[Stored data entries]
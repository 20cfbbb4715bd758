//! Disc Organizer CLI
//!
//! A command-line tool that remuxes disc images and files the tracks into a
//! movie and TV library.

use clap::Parser;
use disc_organizer::cli::{
    args::{Cli, Commands},
    commands::{clean, report, run, scan},
};
use disc_organizer::core::orchestrator::{RunControl, RunMode, RunOptions};
use disc_organizer::models::config::{self, Config};
use disc_organizer::preflight::{self, Needs};
use std::sync::Arc;

#[tokio::main]
async fn main() -> anyhow::Result<()> {
    // Parse command line arguments
    let cli = Cli::parse();

    // Initialize logging
    init_logging(cli.verbose);

    let config = config::load_config(cli.config.as_deref())?;

    match &cli.command {
        Commands::Scan { root } => {
            scan::scan(root, &config, cli.dry_run).await?;
        }

        Commands::Remux { root } => {
            pipeline(root, &config, RunMode::Remux, false, &cli).await?;
        }

        Commands::Rename { root } => {
            pipeline(root, &config, RunMode::Rename, false, &cli).await?;
        }

        Commands::Run { root, force } => {
            pipeline(root, &config, RunMode::Full, *force, &cli).await?;
        }

        Commands::Report { failed, format } => {
            report::report(&config, *failed, *format).await?;
        }

        Commands::Clean { records } => {
            clean::clean(&config, *records, cli.dry_run).await?;
        }
    }

    Ok(())
}

async fn pipeline(
    root: &std::path::Path,
    config: &Config,
    mode: RunMode,
    force: bool,
    cli: &Cli,
) -> anyhow::Result<()> {
    // Run preflight checks unless skipped
    if !cli.skip_preflight {
        let needs = Needs {
            remux: mode != RunMode::Rename && !cli.dry_run,
            probe: true,
            dry_run: cli.dry_run,
        };
        run_preflight_checks(config, needs).await?;
    }

    let control = Arc::new(RunControl::new());
    spawn_interrupt_handler(Arc::clone(&control));

    let options = RunOptions {
        mode,
        force,
        dry_run: cli.dry_run,
    };
    let summary = run::run_pipeline(root, config, options, &control).await?;

    if summary.halted {
        anyhow::bail!("Run halted on a fatal error");
    }
    if summary.failed > 0 {
        anyhow::bail!("{} disc(s) failed", summary.failed);
    }
    Ok(())
}

/// First Ctrl+C finishes the current disc, the second aborts it.
fn spawn_interrupt_handler(control: Arc<RunControl>) {
    tokio::spawn(async move {
        while tokio::signal::ctrl_c().await.is_ok() {
            if control.interrupt() {
                tracing::warn!("Aborting the running remux");
                break;
            }
            tracing::warn!("Stopping after the current disc (Ctrl+C again to abort)");
        }
    });
}

/// Initialize the logging system.
fn init_logging(verbose: bool) {
    use tracing_subscriber::{fmt, prelude::*, EnvFilter};

    let filter = if verbose {
        EnvFilter::new("disc_organizer=debug")
    } else {
        EnvFilter::new("disc_organizer=info")
    };

    tracing_subscriber::registry()
        .with(fmt::layer().with_target(false).without_time())
        .with(filter)
        .init();
}

/// Run preflight checks and exit if any fail.
async fn run_preflight_checks(config: &Config, needs: Needs) -> anyhow::Result<()> {
    use colored::Colorize;

    println!("{}", "Running preflight checks...".bold());
    println!();

    let results = preflight::run_preflight_checks(config, needs).await?;
    preflight::print_results(&results);

    println!();

    if !preflight::all_passed(&results) {
        anyhow::bail!("Preflight checks failed. Fix the issues above and try again.");
    }

    Ok(())
}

**AIM OF THE EXERCISE:** No line may be left out; the records are to be transcribed in full.

**SOLUTION TO THE EXERCISE:**
repository 20cfbbb4715bd758
//! Disc Organizer CLI
//!
//! A command-line tool that remuxes disc images and files the tracks into a
//! movie and TV library.

use clap::Parser;
use disc_organizer::cli::{
    args::{Cli, Commands},
    commands::{clean, report, run, scan},
};
use disc_organizer::core::orchestrator::{RunControl, RunMode, RunOptions};
use disc_organizer::models::config::{self, Config};
use disc_organizer::preflight::{self, Needs};
use std::sync::Arc;

#[tokio::main]
async fn main() -> anyhow::Result<()> {
    // Parse command line arguments
    let cli = Cli::parse();

    // Initialize logging
    init_logging(cli.verbose);

    let config = config::load_config(cli.config.as_deref())?;

    match &cli.command {
        Commands::Scan { root } => {
            scan::scan(root, &config, cli.dry_run).await?;
        }

        Commands::Remux { root } => {
            pipeline(root, &config, RunMode::Remux, false, &cli).await?;
        }

        Commands::Rename { root } => {
            pipeline(root, &config, RunMode::Rename, false, &cli).await?;
        }

        Commands::Run { root, force } => {
            pipeline(root, &config, RunMode::Full, *force, &cli).await?;
        }

        Commands::Report { failed, format } => {
            report::report(&config, *failed, *format).await?;
        }

        Commands::Clean { records } => {
            clean::clean(&config, *records, cli.dry_run).await?;
        }
    }

    Ok(())
}

async fn pipeline(
    root: &std::path::Path,
    config: &Config,
    mode: RunMode,
    force: bool,
    cli: &Cli,
) -> anyhow::Result<()> {
    // Run preflight checks unless skipped
    if !cli.skip_preflight {
        let needs = Needs {
            remux: mode != RunMode::Rename && !cli.dry_run,
            probe: true,
            dry_run: cli.dry_run,
        };
        run_preflight_checks(config, needs).await?;
    }

    let control = Arc::new(RunControl::new());
    spawn_interrupt_handler(Arc::clone(&control));

    let options = RunOptions {
        mode,
        force,
        dry_run: cli.dry_run,
    };
    let summary = run::run_pipeline(root, config, options, &control).await?;

    if summary.halted {
        anyhow::bail!("Run halted on a fatal error");
    }
    if summary.failed > 0 {
        anyhow::bail!("{} disc(s) failed", summary.failed);
    }
    Ok(())
}

/// First Ctrl+C finishes the current disc, the second aborts it.
fn spawn_interrupt_handler(control: Arc<RunControl>) {
    tokio::spawn(async move {
        while tokio::signal::ctrl_c().await.is_ok() {
            if control.interrupt() {
                tracing::warn!("Aborting the running remux");
                break;
            }
            tracing::warn!("Stopping after the current disc (Ctrl+C again to abort)");
        }
    });
}

/// Initialize the logging system.
fn init_logging(verbose: bool) {
    use tracing_subscriber::{fmt, prelude::*, EnvFilter};

    let filter = if verbose {
        EnvFilter::new("disc_organizer=debug")
    } else {
        EnvFilter::new("disc_organizer=info")
    };

    tracing_subscriber::registry()
        .with(fmt::layer().with_target(false).without_time())
        .with(filter)
        .init();
}

/// Run preflight checks and exit if any fail.
async fn run_preflight_checks(config: &Config, needs: Needs) -> anyhow::Result<()> {
    use colored::Colorize;

    println!("{}", "Running preflight checks...".bold());
    println!();

    let results = preflight::run_preflight_checks(config, needs).await?;
    preflight::print_results(&results);

    println!();

    if !preflight::all_passed(&results) {
        anyhow::bail!("Preflight checks failed. Fix the issues above and try again.");
    }

    Ok(())
}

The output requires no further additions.